◆ Task to carry out: For the data below, say how many lines contain "spawn". Only the number should be given.

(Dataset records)
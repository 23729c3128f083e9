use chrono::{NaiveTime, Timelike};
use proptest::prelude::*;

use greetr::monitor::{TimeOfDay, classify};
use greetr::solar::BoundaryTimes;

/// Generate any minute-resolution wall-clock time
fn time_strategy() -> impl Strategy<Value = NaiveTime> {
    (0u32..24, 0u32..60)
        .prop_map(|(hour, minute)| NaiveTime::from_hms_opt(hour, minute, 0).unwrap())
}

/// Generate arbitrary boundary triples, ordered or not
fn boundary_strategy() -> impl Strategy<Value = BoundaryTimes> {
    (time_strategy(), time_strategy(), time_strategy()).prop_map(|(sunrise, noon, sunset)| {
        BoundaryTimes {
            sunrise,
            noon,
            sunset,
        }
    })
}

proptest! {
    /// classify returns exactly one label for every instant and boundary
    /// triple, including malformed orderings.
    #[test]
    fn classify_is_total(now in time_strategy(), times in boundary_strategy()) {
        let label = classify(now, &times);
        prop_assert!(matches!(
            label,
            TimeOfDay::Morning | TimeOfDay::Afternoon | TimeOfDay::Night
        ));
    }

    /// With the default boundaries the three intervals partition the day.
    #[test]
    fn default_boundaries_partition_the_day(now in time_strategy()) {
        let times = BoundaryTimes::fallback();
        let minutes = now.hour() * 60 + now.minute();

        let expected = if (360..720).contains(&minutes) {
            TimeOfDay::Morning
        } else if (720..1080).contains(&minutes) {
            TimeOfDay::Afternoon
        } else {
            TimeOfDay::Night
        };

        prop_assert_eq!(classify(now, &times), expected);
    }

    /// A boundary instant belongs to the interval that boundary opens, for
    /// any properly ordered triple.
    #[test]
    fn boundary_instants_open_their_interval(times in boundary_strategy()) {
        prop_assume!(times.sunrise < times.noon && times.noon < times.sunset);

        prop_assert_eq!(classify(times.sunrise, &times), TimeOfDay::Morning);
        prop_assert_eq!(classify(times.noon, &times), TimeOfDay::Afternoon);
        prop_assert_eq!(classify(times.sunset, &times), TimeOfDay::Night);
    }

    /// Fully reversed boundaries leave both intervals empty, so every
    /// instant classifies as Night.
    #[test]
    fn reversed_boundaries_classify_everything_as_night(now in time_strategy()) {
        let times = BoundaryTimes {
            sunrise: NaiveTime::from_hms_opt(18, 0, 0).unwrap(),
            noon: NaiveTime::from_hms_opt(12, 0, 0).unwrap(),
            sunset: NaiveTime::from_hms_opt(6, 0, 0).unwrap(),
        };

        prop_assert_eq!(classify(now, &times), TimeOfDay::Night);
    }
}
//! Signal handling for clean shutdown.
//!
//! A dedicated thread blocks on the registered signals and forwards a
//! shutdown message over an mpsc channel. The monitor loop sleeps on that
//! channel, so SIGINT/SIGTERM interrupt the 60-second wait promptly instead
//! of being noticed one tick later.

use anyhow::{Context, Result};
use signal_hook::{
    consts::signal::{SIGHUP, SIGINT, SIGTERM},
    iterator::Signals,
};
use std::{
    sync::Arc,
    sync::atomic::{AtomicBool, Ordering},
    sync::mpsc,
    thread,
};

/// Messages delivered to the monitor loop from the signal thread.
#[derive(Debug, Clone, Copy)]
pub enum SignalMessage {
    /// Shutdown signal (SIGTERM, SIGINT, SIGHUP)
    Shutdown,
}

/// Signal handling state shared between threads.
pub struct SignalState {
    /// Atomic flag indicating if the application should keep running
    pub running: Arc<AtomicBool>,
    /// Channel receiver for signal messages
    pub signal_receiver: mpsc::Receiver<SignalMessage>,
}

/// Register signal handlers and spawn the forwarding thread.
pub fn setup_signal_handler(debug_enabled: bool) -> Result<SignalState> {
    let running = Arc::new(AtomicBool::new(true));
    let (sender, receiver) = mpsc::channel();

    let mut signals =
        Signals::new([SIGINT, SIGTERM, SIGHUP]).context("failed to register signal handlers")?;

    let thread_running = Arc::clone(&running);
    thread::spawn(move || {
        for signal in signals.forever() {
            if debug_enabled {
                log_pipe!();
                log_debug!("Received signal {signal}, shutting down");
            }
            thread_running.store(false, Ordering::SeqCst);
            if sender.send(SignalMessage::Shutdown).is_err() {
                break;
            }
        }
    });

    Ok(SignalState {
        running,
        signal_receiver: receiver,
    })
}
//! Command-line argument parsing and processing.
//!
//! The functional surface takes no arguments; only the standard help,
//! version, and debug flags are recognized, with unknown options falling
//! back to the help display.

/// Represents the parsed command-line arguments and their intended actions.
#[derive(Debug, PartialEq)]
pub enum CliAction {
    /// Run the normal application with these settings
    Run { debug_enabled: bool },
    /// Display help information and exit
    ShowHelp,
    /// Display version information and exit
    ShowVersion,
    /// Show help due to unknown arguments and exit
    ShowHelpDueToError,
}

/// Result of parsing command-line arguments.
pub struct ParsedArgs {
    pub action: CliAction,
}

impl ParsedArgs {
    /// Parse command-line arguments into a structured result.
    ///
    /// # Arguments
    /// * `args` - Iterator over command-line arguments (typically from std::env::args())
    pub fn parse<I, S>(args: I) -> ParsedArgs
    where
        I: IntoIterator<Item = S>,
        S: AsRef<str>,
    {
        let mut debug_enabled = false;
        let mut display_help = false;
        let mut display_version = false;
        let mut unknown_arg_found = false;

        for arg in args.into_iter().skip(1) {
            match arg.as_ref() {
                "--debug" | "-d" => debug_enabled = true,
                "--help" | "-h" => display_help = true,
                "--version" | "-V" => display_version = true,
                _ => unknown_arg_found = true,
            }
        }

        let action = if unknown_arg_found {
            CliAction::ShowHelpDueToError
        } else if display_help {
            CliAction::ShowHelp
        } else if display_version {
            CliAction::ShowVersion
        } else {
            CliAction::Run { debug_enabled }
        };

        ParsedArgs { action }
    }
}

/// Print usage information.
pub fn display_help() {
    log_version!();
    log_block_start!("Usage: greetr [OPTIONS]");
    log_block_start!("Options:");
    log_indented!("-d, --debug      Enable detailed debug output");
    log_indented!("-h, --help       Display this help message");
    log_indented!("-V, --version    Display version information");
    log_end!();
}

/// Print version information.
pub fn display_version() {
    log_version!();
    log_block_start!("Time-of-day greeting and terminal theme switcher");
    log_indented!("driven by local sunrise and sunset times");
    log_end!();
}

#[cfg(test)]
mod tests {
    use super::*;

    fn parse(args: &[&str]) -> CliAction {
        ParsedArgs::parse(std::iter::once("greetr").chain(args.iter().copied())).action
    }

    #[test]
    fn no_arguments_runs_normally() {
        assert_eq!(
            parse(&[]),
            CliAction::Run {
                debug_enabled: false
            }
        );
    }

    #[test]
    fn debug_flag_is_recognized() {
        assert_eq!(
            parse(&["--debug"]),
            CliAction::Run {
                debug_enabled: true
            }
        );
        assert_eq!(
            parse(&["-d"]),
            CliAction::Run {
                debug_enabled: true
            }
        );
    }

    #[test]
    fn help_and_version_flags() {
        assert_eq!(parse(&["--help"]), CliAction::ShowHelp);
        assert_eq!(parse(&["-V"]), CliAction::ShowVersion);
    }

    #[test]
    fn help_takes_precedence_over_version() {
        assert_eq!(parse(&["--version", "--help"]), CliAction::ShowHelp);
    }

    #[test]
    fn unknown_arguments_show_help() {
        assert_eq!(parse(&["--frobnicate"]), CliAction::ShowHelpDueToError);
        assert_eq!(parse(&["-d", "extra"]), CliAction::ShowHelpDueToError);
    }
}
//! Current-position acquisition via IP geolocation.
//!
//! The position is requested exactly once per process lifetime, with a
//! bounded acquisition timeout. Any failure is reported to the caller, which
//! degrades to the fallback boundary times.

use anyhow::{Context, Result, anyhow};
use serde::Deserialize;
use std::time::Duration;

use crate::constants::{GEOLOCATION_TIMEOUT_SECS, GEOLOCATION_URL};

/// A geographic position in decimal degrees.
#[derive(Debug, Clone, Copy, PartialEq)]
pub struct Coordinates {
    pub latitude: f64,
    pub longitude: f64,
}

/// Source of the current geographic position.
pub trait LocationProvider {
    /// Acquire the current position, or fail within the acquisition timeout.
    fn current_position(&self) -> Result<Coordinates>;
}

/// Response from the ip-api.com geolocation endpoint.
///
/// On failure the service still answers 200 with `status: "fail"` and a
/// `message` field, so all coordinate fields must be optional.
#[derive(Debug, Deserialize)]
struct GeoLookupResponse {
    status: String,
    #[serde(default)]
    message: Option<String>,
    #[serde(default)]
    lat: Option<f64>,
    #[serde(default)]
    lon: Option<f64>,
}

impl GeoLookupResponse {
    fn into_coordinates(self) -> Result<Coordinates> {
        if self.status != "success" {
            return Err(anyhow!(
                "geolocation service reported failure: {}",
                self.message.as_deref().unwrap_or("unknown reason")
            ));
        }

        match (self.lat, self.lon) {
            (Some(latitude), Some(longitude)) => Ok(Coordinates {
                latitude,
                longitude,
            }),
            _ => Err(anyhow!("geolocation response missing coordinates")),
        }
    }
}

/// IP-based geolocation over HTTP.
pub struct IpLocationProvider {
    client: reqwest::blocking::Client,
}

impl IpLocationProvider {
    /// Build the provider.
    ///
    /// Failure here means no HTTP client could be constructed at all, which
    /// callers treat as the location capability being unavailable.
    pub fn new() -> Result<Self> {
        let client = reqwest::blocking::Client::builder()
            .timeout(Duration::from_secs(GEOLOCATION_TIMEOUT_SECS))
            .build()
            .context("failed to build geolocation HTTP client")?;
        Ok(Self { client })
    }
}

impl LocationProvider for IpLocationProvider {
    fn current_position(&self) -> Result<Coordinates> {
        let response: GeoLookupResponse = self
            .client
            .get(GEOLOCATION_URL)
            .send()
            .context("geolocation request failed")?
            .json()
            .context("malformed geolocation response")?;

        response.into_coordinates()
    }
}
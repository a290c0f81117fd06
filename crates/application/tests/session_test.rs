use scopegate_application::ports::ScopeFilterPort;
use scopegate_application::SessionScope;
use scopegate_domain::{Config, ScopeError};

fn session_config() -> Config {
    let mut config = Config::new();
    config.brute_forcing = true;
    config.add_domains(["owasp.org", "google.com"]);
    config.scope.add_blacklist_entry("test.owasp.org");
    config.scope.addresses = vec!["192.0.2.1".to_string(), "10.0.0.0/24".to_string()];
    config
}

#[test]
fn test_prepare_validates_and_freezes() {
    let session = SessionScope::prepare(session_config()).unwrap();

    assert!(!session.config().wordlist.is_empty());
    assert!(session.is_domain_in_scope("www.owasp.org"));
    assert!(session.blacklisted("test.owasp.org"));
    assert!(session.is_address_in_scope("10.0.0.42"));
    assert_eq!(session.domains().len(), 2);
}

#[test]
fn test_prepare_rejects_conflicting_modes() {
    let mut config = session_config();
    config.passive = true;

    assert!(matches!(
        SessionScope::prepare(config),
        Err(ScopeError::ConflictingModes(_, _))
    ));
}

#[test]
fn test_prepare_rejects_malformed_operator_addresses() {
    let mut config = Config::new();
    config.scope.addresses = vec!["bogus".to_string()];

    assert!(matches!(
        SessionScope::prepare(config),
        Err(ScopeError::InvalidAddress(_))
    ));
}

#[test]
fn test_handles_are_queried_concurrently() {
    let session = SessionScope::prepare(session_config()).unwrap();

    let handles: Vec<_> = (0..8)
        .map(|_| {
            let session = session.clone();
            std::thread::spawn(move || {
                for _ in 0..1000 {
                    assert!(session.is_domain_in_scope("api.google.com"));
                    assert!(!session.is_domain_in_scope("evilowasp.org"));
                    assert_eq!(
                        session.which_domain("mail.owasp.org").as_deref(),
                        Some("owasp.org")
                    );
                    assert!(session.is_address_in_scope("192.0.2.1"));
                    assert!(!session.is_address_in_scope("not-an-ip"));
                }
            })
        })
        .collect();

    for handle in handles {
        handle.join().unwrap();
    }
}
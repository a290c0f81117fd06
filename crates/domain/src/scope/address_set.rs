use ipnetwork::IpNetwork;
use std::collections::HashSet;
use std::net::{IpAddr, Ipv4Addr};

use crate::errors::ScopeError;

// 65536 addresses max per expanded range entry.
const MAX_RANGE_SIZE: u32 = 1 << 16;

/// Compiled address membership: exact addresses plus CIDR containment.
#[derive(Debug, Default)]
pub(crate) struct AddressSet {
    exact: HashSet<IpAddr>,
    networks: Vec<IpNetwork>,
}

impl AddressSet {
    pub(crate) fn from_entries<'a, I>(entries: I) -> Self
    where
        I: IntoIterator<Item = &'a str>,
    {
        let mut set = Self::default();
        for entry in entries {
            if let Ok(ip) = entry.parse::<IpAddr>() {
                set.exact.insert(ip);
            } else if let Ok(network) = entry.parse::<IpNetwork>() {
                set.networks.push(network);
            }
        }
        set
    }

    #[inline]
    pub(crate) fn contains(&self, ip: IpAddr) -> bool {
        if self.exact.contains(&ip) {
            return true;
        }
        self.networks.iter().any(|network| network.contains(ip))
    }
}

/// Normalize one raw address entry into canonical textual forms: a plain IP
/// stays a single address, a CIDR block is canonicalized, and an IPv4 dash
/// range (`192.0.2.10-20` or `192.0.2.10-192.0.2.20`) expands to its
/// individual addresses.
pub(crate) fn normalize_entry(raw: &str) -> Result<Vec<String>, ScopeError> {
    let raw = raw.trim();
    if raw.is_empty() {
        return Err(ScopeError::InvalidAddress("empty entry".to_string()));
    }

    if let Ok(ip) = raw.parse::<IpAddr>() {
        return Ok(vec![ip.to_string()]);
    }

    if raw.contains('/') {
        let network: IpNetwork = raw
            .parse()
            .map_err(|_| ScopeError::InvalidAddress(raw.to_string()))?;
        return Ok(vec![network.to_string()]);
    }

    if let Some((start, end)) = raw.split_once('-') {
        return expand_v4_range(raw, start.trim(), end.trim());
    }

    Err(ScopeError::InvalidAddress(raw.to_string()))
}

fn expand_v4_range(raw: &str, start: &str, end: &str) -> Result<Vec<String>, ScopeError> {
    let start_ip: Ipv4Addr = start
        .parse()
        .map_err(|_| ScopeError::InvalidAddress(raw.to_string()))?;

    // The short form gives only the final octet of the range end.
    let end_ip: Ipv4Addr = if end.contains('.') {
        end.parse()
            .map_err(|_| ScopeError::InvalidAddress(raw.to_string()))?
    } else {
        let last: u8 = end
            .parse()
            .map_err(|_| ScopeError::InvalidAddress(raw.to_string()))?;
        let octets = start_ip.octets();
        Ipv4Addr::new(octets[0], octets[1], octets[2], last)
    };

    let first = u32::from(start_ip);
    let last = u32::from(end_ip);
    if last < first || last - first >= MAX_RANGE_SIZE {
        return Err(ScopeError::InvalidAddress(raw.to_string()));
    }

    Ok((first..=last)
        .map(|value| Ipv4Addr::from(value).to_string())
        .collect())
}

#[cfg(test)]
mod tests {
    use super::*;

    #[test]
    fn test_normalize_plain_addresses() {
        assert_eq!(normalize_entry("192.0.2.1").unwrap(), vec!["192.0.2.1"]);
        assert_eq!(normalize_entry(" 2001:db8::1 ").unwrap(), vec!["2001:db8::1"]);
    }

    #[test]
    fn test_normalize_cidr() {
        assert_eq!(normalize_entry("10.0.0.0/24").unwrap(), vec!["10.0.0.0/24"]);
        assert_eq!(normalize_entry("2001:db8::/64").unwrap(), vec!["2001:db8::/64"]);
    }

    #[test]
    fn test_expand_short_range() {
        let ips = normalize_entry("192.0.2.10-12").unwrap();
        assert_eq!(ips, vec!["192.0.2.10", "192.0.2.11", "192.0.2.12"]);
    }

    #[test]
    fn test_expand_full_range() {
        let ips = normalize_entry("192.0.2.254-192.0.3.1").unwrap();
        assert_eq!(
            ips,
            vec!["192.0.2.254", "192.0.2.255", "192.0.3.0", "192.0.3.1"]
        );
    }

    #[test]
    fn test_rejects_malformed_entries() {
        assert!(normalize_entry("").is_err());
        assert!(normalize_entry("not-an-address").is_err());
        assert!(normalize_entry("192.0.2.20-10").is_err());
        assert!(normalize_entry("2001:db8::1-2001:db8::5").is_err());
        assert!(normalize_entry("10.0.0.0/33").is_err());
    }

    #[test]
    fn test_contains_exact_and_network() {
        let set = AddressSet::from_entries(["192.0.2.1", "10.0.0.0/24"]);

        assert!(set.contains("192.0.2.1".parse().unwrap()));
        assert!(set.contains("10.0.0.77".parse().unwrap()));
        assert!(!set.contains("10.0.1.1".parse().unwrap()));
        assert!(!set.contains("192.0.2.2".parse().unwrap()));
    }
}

◆ Written solution: 3